● TASK TO COMPLETE:
Output the number of lines in the entries below with the string "rules" in them, and nothing further.

(Collected data)
►

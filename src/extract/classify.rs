use crate::config::{ExtractConfig, NavRule};
use crate::model::LinkKind;
use url::Url;

/// What a raw href turned out to be, before any per-page policy.
#[derive(Debug, Clone, PartialEq, Eq)]
pub enum Href {
    External(String),
    /// Canonical internal path.
    Internal(String),
    Asset,
    Ignored,
}

/// Outcome of running a page's href through the link policy.
#[derive(Debug, Clone, PartialEq, Eq)]
pub enum Decision {
    Edge {
        target: String,
        kind: LinkKind,
    },
    Skip(SkipReason),
}

#[derive(Debug, Clone, Copy, PartialEq, Eq)]
pub enum SkipReason {
    Asset,
    Ignored,
    ExcludedDomain,
    SelfLoop,
    NavSuppressed,
}

pub struct Classifier<'a> {
    config: &'a ExtractConfig,
    nav: &'a [NavRule],
}

impl<'a> Classifier<'a> {
    pub fn new(config: &'a ExtractConfig, nav: &'a [NavRule]) -> Self {
        Self { config, nav }
    }

    /// Classify `raw` as found on the page at canonical path `page`.
    ///
    /// Asset rules run first so that `/logo.png` or a CDN image never turns
    /// into an internal or external node.
    pub fn parse(&self, page: &str, raw: &str) -> Href {
        let href = strip_fragment(raw.trim());
        if href.is_empty() {
            return Href::Ignored;
        }

        let lower = href.to_ascii_lowercase();
        let is_web = lower.starts_with("http://") || lower.starts_with("https://");
        let is_mail = lower.starts_with("mailto:");

        if !is_mail {
            let path = if is_web {
                Url::parse(href)
                    .map(|u| u.path().to_string())
                    .unwrap_or_default()
            } else {
                strip_query(href).to_string()
            };
            if self.has_asset_extension(&path) {
                return Href::Asset;
            }
            if !is_web && self.has_asset_prefix(&path) {
                return Href::Asset;
            }
        }

        if is_web || is_mail {
            return Href::External(href.to_string());
        }

        if href.starts_with("//") {
            return Href::Ignored;
        }

        if href.starts_with('/') {
            return Href::Internal(canonical_internal(strip_query(href)));
        }

        if href.starts_with("./") || href.starts_with("../") {
            let resolved = resolve_relative(page, strip_query(href));
            return Href::Internal(canonical_internal(&resolved));
        }

        Href::Ignored
    }

    /// Full policy for one href on `page`: classification, domain exclusion,
    /// self-loop removal and navigation rules.
    pub fn decide(&self, page: &str, raw: &str) -> Decision {
        match self.parse(page, raw) {
            Href::Asset => Decision::Skip(SkipReason::Asset),
            Href::Ignored => Decision::Skip(SkipReason::Ignored),
            Href::External(href) => {
                if self.is_excluded_domain(&href) {
                    Decision::Skip(SkipReason::ExcludedDomain)
                } else {
                    Decision::Edge {
                        target: href,
                        kind: LinkKind::External,
                    }
                }
            }
            Href::Internal(target) => {
                if target == page {
                    return Decision::Skip(SkipReason::SelfLoop);
                }
                match self.internal_kind(page, &target) {
                    Some(kind) => Decision::Edge { target, kind },
                    None => Decision::Skip(SkipReason::NavSuppressed),
                }
            }
        }
    }

    /// `None` when a navigation rule suppresses the link.
    fn internal_kind(&self, source: &str, target: &str) -> Option<LinkKind> {
        if let Some(rule) = self.nav.iter().find(|r| r.matches(target)) {
            if rule.suppress && !rule.allows(source) {
                return None;
            }
            return Some(LinkKind::Nav);
        }

        let tag = self.config.tag_prefix.trim_end_matches('/');
        if !tag.is_empty()
            && target
                .strip_prefix(tag)
                .is_some_and(|rest| rest.is_empty() || rest.starts_with('/'))
        {
            return Some(LinkKind::Tag);
        }

        // Relative hrefs only reveal an asset location after resolution.
        if self.has_asset_prefix(target) || self.has_asset_extension(target) {
            return Some(LinkKind::Asset);
        }

        Some(LinkKind::Normal)
    }

    fn has_asset_extension(&self, path: &str) -> bool {
        let last = path.rsplit('/').next().unwrap_or(path);
        match last.rsplit_once('.') {
            Some((_, ext)) => {
                let ext = ext.to_ascii_lowercase();
                self.config.asset_extensions.iter().any(|e| *e == ext)
            }
            _ => false,
        }
    }

    fn has_asset_prefix(&self, path: &str) -> bool {
        self.config
            .asset_prefixes
            .iter()
            .any(|prefix| path.starts_with(prefix.as_str()))
    }

    fn is_excluded_domain(&self, href: &str) -> bool {
        if self.config.excluded_domains.is_empty() {
            return false;
        }
        let Some(host) = external_host(href) else {
            return false;
        };
        self.config
            .excluded_domains
            .iter()
            .any(|d| host == *d || host.ends_with(&format!(".{}", d)))
    }
}

fn external_host(href: &str) -> Option<String> {
    let lower = href.to_ascii_lowercase();
    if let Some(address) = lower.strip_prefix("mailto:") {
        return strip_query(address)
            .rsplit_once('@')
            .map(|(_, domain)| domain.to_ascii_lowercase());
    }
    Url::parse(href)
        .ok()
        .and_then(|u| u.host_str().map(|h| h.to_ascii_lowercase()))
}

fn strip_fragment(href: &str) -> &str {
    href.split_once('#').map_or(href, |(before, _)| before)
}

fn strip_query(href: &str) -> &str {
    href.split_once('?').map_or(href, |(before, _)| before)
}

/// Site path with dot segments folded, suffixes normalized and percent
/// escapes decoded, so it matches the id of the page file it points at.
fn canonical_internal(path: &str) -> String {
    let folded = normalize_internal(&resolve_relative("/", path));
    match urlencoding::decode(&folded) {
        Ok(decoded) => decoded.into_owned(),
        Err(_) => folded,
    }
}

/// Trailing slash removed (bare `/` kept); `index.html` and `.html`
/// suffixes collapse onto the page's canonical path.
pub fn normalize_internal(path: &str) -> String {
    let mut path = path;
    if let Some(dir) = path.strip_suffix("index.html") {
        if dir.ends_with('/') {
            path = dir;
        }
    } else if let Some(stem) = path.strip_suffix(".html") {
        if !stem.ends_with('/') {
            path = stem;
        }
    }
    let trimmed = path.trim_end_matches('/');
    if trimmed.is_empty() {
        "/".to_string()
    } else {
        trimmed.to_string()
    }
}

/// Resolve `./` and `../` hrefs the way a browser resolves them against a
/// document URL: the last segment of `page` is replaced, `..` stops at `/`.
pub fn resolve_relative(page: &str, href: &str) -> String {
    let mut segments: Vec<&str> = page.split('/').filter(|s| !s.is_empty()).collect();
    segments.pop();

    for part in href.split('/') {
        match part {
            "" | "." => {}
            ".." => {
                segments.pop();
            }
            s => segments.push(s),
        }
    }

    format!("/{}", segments.join("/"))
}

◄

● PROBLEM SOLUTION:
2